Illustrated admin with organized transaction files, checklists, and calendar representing VA-powered transaction coordination
9 min read

Your VA is rewriting the same intro email right now. Not a new one for a new client. The same one they wrote last month, and the month before. They don't have it saved anywhere useful. So they open Gmail, find the last file that looked similar, copy the text, change the names, change the dates, hope they got everything right.

That's two minutes per email. Multiply it across every file, every status update, every document request they send this week, and you'll find three to four hours of your admin's time evaporating into work that produces nothing except a slightly different version of something they already wrote.

And that's before they've even opened the contract.

Most team leads doing 10 to 25 transactions a month already have someone handling pieces of the transaction work. An admin. A VA. A person who's good at details and knows how your team operates. They're creating the files, sending the updates, tracking the deadlines in a spreadsheet they built themselves.

They're not failing at the job. They're doing it without a system. There's a difference.

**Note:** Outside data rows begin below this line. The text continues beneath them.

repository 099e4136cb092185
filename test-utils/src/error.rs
use thiserror::Error;

/// Errors that can occur while setting up a test environment.
#[derive(Error, Debug)]
pub enum TestError {
    /// Failed to connect to the in-memory database or create tables.
    #[error(transparent)]
    Database(#[from] sea_orm::DbErr),
}
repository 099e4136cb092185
use axum::http::{HeaderMap, HeaderValue};
use sea_orm::DbErr;
use test_utils::{builder::TestBuilder, factory};

use crate::server::{
    error::{auth::AuthError, AppError},
    middleware::auth::{AuthGuard, ACCESS_TOKEN_HEADER, REFRESH_TOKEN_HEADER},
    service::token::{AccountKind, TokenService},
};

mod restaurant;
mod user;

fn tokens() -> TokenService {
    TokenService::new("guard-test-secret", 3600, 7200)
}

fn headers(access: Option<&str>, refresh: Option<&str>) -> HeaderMap {
    let mut headers = HeaderMap::new();
    if let Some(access) = access {
        headers.insert(ACCESS_TOKEN_HEADER, HeaderValue::from_str(access).unwrap());
    }
    if let Some(refresh) = refresh {
        headers.insert(REFRESH_TOKEN_HEADER, HeaderValue::from_str(refresh).unwrap());
    }
    headers
}

fn assert_auth_err(result: Result<impl std::fmt::Debug, AppError>) -> AuthError {
    match result {
        Err(AppError::AuthErr(err)) => err,
        other => panic!("Expected AuthError, got: {:?}", other),
    }
}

Here's the question worth asking: what would that same person be capable of if you gave them the infrastructure a trained TC uses every day?

The VA You Already Have

A team lead we spoke to runs a team of 8 agents and already has a VA on her team. That said, her VA isn't running transactions yet, not because they're not capable, but because the system isn't in place for them to do it right. A few hours a day, Krista figured, and her VA could be handling files. She just hadn't given them the infrastructure to pull it off.

That's not a performance problem. That's a systems problem.

A trained TC brings two things to a transaction: real estate knowledge and a repeatable process. Your VA almost certainly has the knowledge already. They know what an inspection contingency is. They know the difference between calendar days and business days. They know which parties need to be looped in when. They've been around your deals long enough to understand how the workflow is supposed to go.

What they don't have is the process. Specifically, a system that reads the contract and builds the file. One that calculates the deadlines without guessing. One that keeps the checklist organized the same way every time, for every file, regardless of who opened it or what day of the week it is.

That's the gap. And it's a tools problem, not a people problem.

What Manual TC Work Actually Costs

Walk through what your VA's morning looks like when a new file comes in without a system.

They get the contract. They open it, read through 15 to 25 pages, and pull the relevant dates by hand. Closing date. Inspection contingency. Financing contingency. Maybe a repair addendum that changes a deadline. They do the business-day math on a calendar, counting forward, skipping weekends, accounting for the holiday that falls in the middle of the period. If they get it wrong, no one knows until someone misses something.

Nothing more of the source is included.